Top of MATERIAL SHOWN
// SSE streaming: decoding, chunking and accumulation
// Author: kelexine (https://github.com/kelexine)

mod chunk;
pub mod decoder;
mod stream;

pub use chunk::{StreamingAccumulator, StreamingChunk};
pub use decoder::{SseDecoder, SseEvent, DONE_SENTINEL};
pub use stream::ChunkStream;

use std::time::Duration;
use tracing::warn;

/// Smallest accepted decoder buffer, in bytes.
pub const MIN_BUFFER_SIZE: usize = 1024;
/// Shortest accepted wait for the next piece of stream data.
pub const MIN_CHUNK_TIMEOUT: Duration = Duration::from_secs(5);

/// Tuning for streaming responses.
#[derive(Debug, Clone, PartialEq)]
pub struct StreamingConfig {
    /// Initial decoder buffer capacity in bytes (>= 1024).
    pub buffer_size: usize,
    /// Maximum wait for the next piece of data before failing the stream (>= 5s).
    pub chunk_timeout: Duration,
}

impl StreamingConfig {
    /// Build a config, raising out-of-range values to their minimum.
    pub fn new(buffer_size: usize, chunk_timeout: Duration) -> Self {
        let buffer_size = if buffer_size < MIN_BUFFER_SIZE {
            warn!(
                "Streaming buffer size {} below minimum; using {}",
                buffer_size, MIN_BUFFER_SIZE
            );
            MIN_BUFFER_SIZE
        } else {
            buffer_size
        };

        let chunk_timeout = if chunk_timeout < MIN_CHUNK_TIMEOUT {
            warn!(
                "Chunk timeout {:?} below minimum; using {:?}",
                chunk_timeout, MIN_CHUNK_TIMEOUT
            );
            MIN_CHUNK_TIMEOUT
        } else {
            chunk_timeout
        };

        Self {
            buffer_size,
            chunk_timeout,
        }
    }
}

impl Default for StreamingConfig {
    fn default() -> Self {
        Self {
            buffer_size: 8192,
            chunk_timeout: Duration::from_secs(30),
        }
    }
}
// CLI module for gemflow
// Author: kelexine (https://github.com/kelexine)

use clap::{Parser, Subcommand};
use std::path::PathBuf;

/// gemflow - Gemini requests with key rotation, retries, caching, streaming and batch jobs
#[derive(Parser, Debug)]
#[command(name = "gemflow", version, about, long_about = None)]
pub struct Args {
    /// Config file to use instead of ~/.gemflow/config.toml
    #[arg(long, short, global = true, env = "GEMFLOW_CONFIG")]
    pub config: Option<PathBuf>,

    /// Model to use instead of the configured default
    #[arg(long, short, global = true)]
    pub model: Option<String>,

    #[command(subcommand)]
    pub command: Command,
}

#[derive(Subcommand, Debug)]
pub enum Command {
    /// Generate a complete response for one prompt
    Generate {
        prompt: String,

        /// Bypass the response cache
        #[arg(long)]
        no_cache: bool,

        /// Make a single attempt
        #[arg(long)]
        no_retry: bool,

        /// Give up after this many seconds
        #[arg(long)]
        timeout: Option<u64>,
    },

    /// Stream a response, printing text as it arrives
    Stream { prompt: String },

    /// Submit each prompt as one request of a batch job
    BatchSubmit {
        #[arg(required = true)]
        prompts: Vec<String>,

        /// Poll until the job finishes and print the results
        #[arg(long)]
        wait: bool,
    },

    /// Show the status of a batch job
    BatchStatus { job_id: String },

    /// Cancel a batch job
    BatchCancel { job_id: String },
}
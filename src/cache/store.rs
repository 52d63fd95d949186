// In-memory response cache with LRU capacity and TTL expiry
// Author: kelexine (https://github.com/kelexine)

use super::{CacheConfig, CacheEntry, CacheKey, CacheStats};
use crate::models::GenerateContentResponse;
use lru::LruCache;
use parking_lot::Mutex;
use std::num::NonZeroUsize;
use std::sync::Arc;
use tokio::time::Instant;
use tracing::debug;

struct CacheState<V> {
    entries: LruCache<CacheKey, CacheEntry<V>>,
    stats: CacheStats,
}

/// Thread-safe cache of unary responses.
///
/// Concurrent `get`/`set` are serialized by one short, non-async lock;
/// the last write for a key wins. A miss followed by a store is not atomic,
/// so two concurrent identical requests may both reach the network.
/// Cloning shares the same store.
pub struct ResponseCache<V = GenerateContentResponse> {
    config: CacheConfig,
    state: Arc<Mutex<CacheState<V>>>,
}

impl<V> Clone for ResponseCache<V> {
    fn clone(&self) -> Self {
        Self {
            config: self.config.clone(),
            state: self.state.clone(),
        }
    }
}

impl<V: Clone> ResponseCache<V> {
    pub fn new(config: CacheConfig) -> Self {
        let capacity = NonZeroUsize::new(config.max_entries.max(1)).unwrap_or(NonZeroUsize::MIN);
        Self {
            config,
            state: Arc::new(Mutex::new(CacheState {
                entries: LruCache::new(capacity),
                stats: CacheStats::default(),
            })),
        }
    }

    pub fn config(&self) -> &CacheConfig {
        &self.config
    }

    pub fn is_enabled(&self) -> bool {
        self.config.enabled
    }

    /// Look up a live entry, dropping it if its TTL has elapsed.
    pub fn get(&self, key: &CacheKey) -> Option<V> {
        if !self.config.enabled {
            return None;
        }

        let now = Instant::now();
        let mut state = self.state.lock();

        let lookup = state.entries.get(key).map(|entry| {
            if entry.is_expired(now) {
                None
            } else {
                Some(entry.value.clone())
            }
        });

        match lookup {
            Some(Some(value)) => {
                state.stats.hits += 1;
                drop(state);
                debug!("Cache hit: {}", key.short());
                crate::metrics::record_cache_operation("hit");
                Some(value)
            }
            Some(None) => {
                state.entries.pop(key);
                state.stats.expirations += 1;
                state.stats.misses += 1;
                drop(state);
                debug!("Cache entry expired: {}", key.short());
                crate::metrics::record_cache_operation("expire");
                crate::metrics::record_cache_operation("miss");
                None
            }
            None => {
                state.stats.misses += 1;
                drop(state);
                debug!("Cache miss: {}", key.short());
                crate::metrics::record_cache_operation("miss");
                None
            }
        }
    }

    /// Store a value, evicting the least recently used entry at capacity.
    pub fn set(&self, key: CacheKey, value: V) {
        if !self.config.enabled {
            return;
        }

        let now = Instant::now();
        let entry = CacheEntry {
            key: key.clone(),
            value,
            inserted_at: now,
            expires_at: now + self.config.ttl,
        };

        let mut state = self.state.lock();
        let evicted = state.entries.push(key.clone(), entry);
        state.stats.inserts += 1;
        // `push` returns the replaced entry for the same key too; only count
        // displacement of a different key as an eviction.
        let was_evicted = matches!(&evicted, Some((old_key, _)) if *old_key != key);
        if was_evicted {
            state.stats.evictions += 1;
        }
        drop(state);

        crate::metrics::record_cache_operation("insert");
        if was_evicted {
            crate::metrics::record_cache_operation("evict");
        }
        debug!("Cached response: {}", key.short());
    }

    /// Remove one entry; returns whether it was present.
    pub fn invalidate(&self, key: &CacheKey) -> bool {
        self.state.lock().entries.pop(key).is_some()
    }

    /// Drop every expired entry; returns how many were removed.
    pub fn purge_expired(&self) -> usize {
        let now = Instant::now();
        let mut state = self.state.lock();
        let expired: Vec<CacheKey> = state
            .entries
            .iter()
            .filter(|(_, entry)| entry.is_expired(now))
            .map(|(key, _)| key.clone())
            .collect();
        for key in &expired {
            state.entries.pop(key);
        }
        state.stats.expirations += expired.len() as u64;
        expired.len()
    }

    /// Clear all cached entries
    pub fn clear(&self) {
        self.state.lock().entries.clear();
        debug!("Cache cleared");
    }

    /// Number of stored entries, including any not yet purged after expiry.
    pub fn len(&self) -> usize {
        self.state.lock().entries.len()
    }

    pub fn is_empty(&self) -> bool {
        self.len() == 0
    }

    pub fn stats(&self) -> CacheStats {
        self.state.lock().stats.clone()
    }
}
Bottom of MATERIAL SHOWN
Return all of the data word for word.

// SSE streaming: decoding, chunking and accumulation
// Author: kelexine (https://github.com/kelexine)

mod chunk;
pub mod decoder;
mod stream;

pub use chunk::{StreamingAccumulator, StreamingChunk};
pub use decoder::{SseDecoder, SseEvent, DONE_SENTINEL};
pub use stream::ChunkStream;

use std::time::Duration;
use tracing::warn;

/// Smallest accepted decoder buffer, in bytes.
pub const MIN_BUFFER_SIZE: usize = 1024;
/// Shortest accepted wait for the next piece of stream data.
pub const MIN_CHUNK_TIMEOUT: Duration = Duration::from_secs(5);

/// Tuning for streaming responses.
#[derive(Debug, Clone, PartialEq)]
pub struct StreamingConfig {
    /// Initial decoder buffer capacity in bytes (>= 1024).
    pub buffer_size: usize,
    /// Maximum wait for the next piece of data before failing the stream (>= 5s).
    pub chunk_timeout: Duration,
}

impl StreamingConfig {
    /// Build a config, raising out-of-range values to their minimum.
    pub fn new(buffer_size: usize, chunk_timeout: Duration) -> Self {
        let buffer_size = if buffer_size < MIN_BUFFER_SIZE {
            warn!(
                "Streaming buffer size {} below minimum; using {}",
                buffer_size, MIN_BUFFER_SIZE
            );
            MIN_BUFFER_SIZE
        } else {
            buffer_size
        };

        let chunk_timeout = if chunk_timeout < MIN_CHUNK_TIMEOUT {
            warn!(
                "Chunk timeout {:?} below minimum; using {:?}",
                chunk_timeout, MIN_CHUNK_TIMEOUT
            );
            MIN_CHUNK_TIMEOUT
        } else {
            chunk_timeout
        };

        Self {
            buffer_size,
            chunk_timeout,
        }
    }
}

impl Default for StreamingConfig {
    fn default() -> Self {
        Self {
            buffer_size: 8192,
            chunk_timeout: Duration::from_secs(30),
        }
    }
}
// CLI module for gemflow
// Author: kelexine (https://github.com/kelexine)

use clap::{Parser, Subcommand};
use std::path::PathBuf;

/// gemflow - Gemini requests with key rotation, retries, caching, streaming and batch jobs
#[derive(Parser, Debug)]
#[command(name = "gemflow", version, about, long_about = None)]
pub struct Args {
    /// Config file to use instead of ~/.gemflow/config.toml
    #[arg(long, short, global = true, env = "GEMFLOW_CONFIG")]
    pub config: Option<PathBuf>,

    /// Model to use instead of the configured default
    #[arg(long, short, global = true)]
    pub model: Option<String>,

    #[command(subcommand)]
    pub command: Command,
}

#[derive(Subcommand, Debug)]
pub enum Command {
    /// Generate a complete response for one prompt
    Generate {
        prompt: String,

        /// Bypass the response cache
        #[arg(long)]
        no_cache: bool,

        /// Make a single attempt
        #[arg(long)]
        no_retry: bool,

        /// Give up after this many seconds
        #[arg(long)]
        timeout: Option<u64>,
    },

    /// Stream a response, printing text as it arrives
    Stream { prompt: String },

    /// Submit each prompt as one request of a batch job
    BatchSubmit {
        #[arg(required = true)]
        prompts: Vec<String>,

        /// Poll until the job finishes and print the results
        #[arg(long)]
        wait: bool,
    },

    /// Show the status of a batch job
    BatchStatus { job_id: String },

    /// Cancel a batch job
    BatchCancel { job_id: String },
}
filename src/cache/store.rs
repository 52d63fd95d949186
// In-memory response cache with LRU capacity and TTL expiry
// Author: kelexine (https://github.com/kelexine)

use super::{CacheConfig, CacheEntry, CacheKey, CacheStats};
use crate::models::GenerateContentResponse;
use lru::LruCache;
use parking_lot::Mutex;
use std::num::NonZeroUsize;
use std::sync::Arc;
use tokio::time::Instant;
use tracing::debug;

struct CacheState<V> {
    entries: LruCache<CacheKey, CacheEntry<V>>,
    stats: CacheStats,
}

/// Thread-safe cache of unary responses.
///
/// Concurrent `get`/`set` are serialized by one short, non-async lock;
/// the last write for a key wins. A miss followed by a store is not atomic,
/// so two concurrent identical requests may both reach the network.
/// Cloning shares the same store.
pub struct ResponseCache<V = GenerateContentResponse> {
    config: CacheConfig,
    state: Arc<Mutex<CacheState<V>>>,
}

impl<V> Clone for ResponseCache<V> {
    fn clone(&self) -> Self {
        Self {
            config: self.config.clone(),
            state: self.state.clone(),
        }
    }
}

impl<V: Clone> ResponseCache<V> {
    pub fn new(config: CacheConfig) -> Self {
        let capacity = NonZeroUsize::new(config.max_entries.max(1)).unwrap_or(NonZeroUsize::MIN);
        Self {
            config,
            state: Arc::new(Mutex::new(CacheState {
                entries: LruCache::new(capacity),
                stats: CacheStats::default(),
            })),
        }
    }

    pub fn config(&self) -> &CacheConfig {
        &self.config
    }

    pub fn is_enabled(&self) -> bool {
        self.config.enabled
    }

    /// Look up a live entry, dropping it if its TTL has elapsed.
    pub fn get(&self, key: &CacheKey) -> Option<V> {
        if !self.config.enabled {
            return None;
        }

        let now = Instant::now();
        let mut state = self.state.lock();

        let lookup = state.entries.get(key).map(|entry| {
            if entry.is_expired(now) {
                None
            } else {
                Some(entry.value.clone())
            }
        });

        match lookup {
            Some(Some(value)) => {
                state.stats.hits += 1;
                drop(state);
                debug!("Cache hit: {}", key.short());
                crate::metrics::record_cache_operation("hit");
                Some(value)
            }
            Some(None) => {
                state.entries.pop(key);
                state.stats.expirations += 1;
                state.stats.misses += 1;
                drop(state);
                debug!("Cache entry expired: {}", key.short());
                crate::metrics::record_cache_operation("expire");
                crate::metrics::record_cache_operation("miss");
                None
            }
            None => {
                state.stats.misses += 1;
                drop(state);
                debug!("Cache miss: {}", key.short());
                crate::metrics::record_cache_operation("miss");
                None
            }
        }
    }

    /// Store a value, evicting the least recently used entry at capacity.
    pub fn set(&self, key: CacheKey, value: V) {
        if !self.config.enabled {
            return;
        }

        let now = Instant::now();
        let entry = CacheEntry {
            key: key.clone(),
            value,
            inserted_at: now,
            expires_at: now + self.config.ttl,
        };

        let mut state = self.state.lock();
        let evicted = state.entries.push(key.clone(), entry);
        state.stats.inserts += 1;
        // `push` returns the replaced entry for the same key too; only count
        // displacement of a different key as an eviction.
        let was_evicted = matches!(&evicted, Some((old_key, _)) if *old_key != key);
        if was_evicted {
            state.stats.evictions += 1;
        }
        drop(state);

        crate::metrics::record_cache_operation("insert");
        if was_evicted {
            crate::metrics::record_cache_operation("evict");
        }
        debug!("Cached response: {}", key.short());
    }

    /// Remove one entry; returns whether it was present.
    pub fn invalidate(&self, key: &CacheKey) -> bool {
        self.state.lock().entries.pop(key).is_some()
    }

    /// Drop every expired entry; returns how many were removed.
    pub fn purge_expired(&self) -> usize {
        let now = Instant::now();
        let mut state = self.state.lock();
        let expired: Vec<CacheKey> = state
            .entries
            .iter()
            .filter(|(_, entry)| entry.is_expired(now))
            .map(|(key, _)| key.clone())
            .collect();
        for key in &expired {
            state.entries.pop(key);
        }
        state.stats.expirations += expired.len() as u64;
        expired.len()
    }

    /// Clear all cached entries
    pub fn clear(&self) {
        self.state.lock().entries.clear();
        debug!("Cache cleared");
    }

    /// Number of stored entries, including any not yet purged after expiry.
    pub fn len(&self) -> usize {
        self.state.lock().entries.len()
    }

    pub fn is_empty(&self) -> bool {
        self.len() == 0
    }

    pub fn stats(&self) -> CacheStats {
        self.state.lock().stats.clone()
    }
}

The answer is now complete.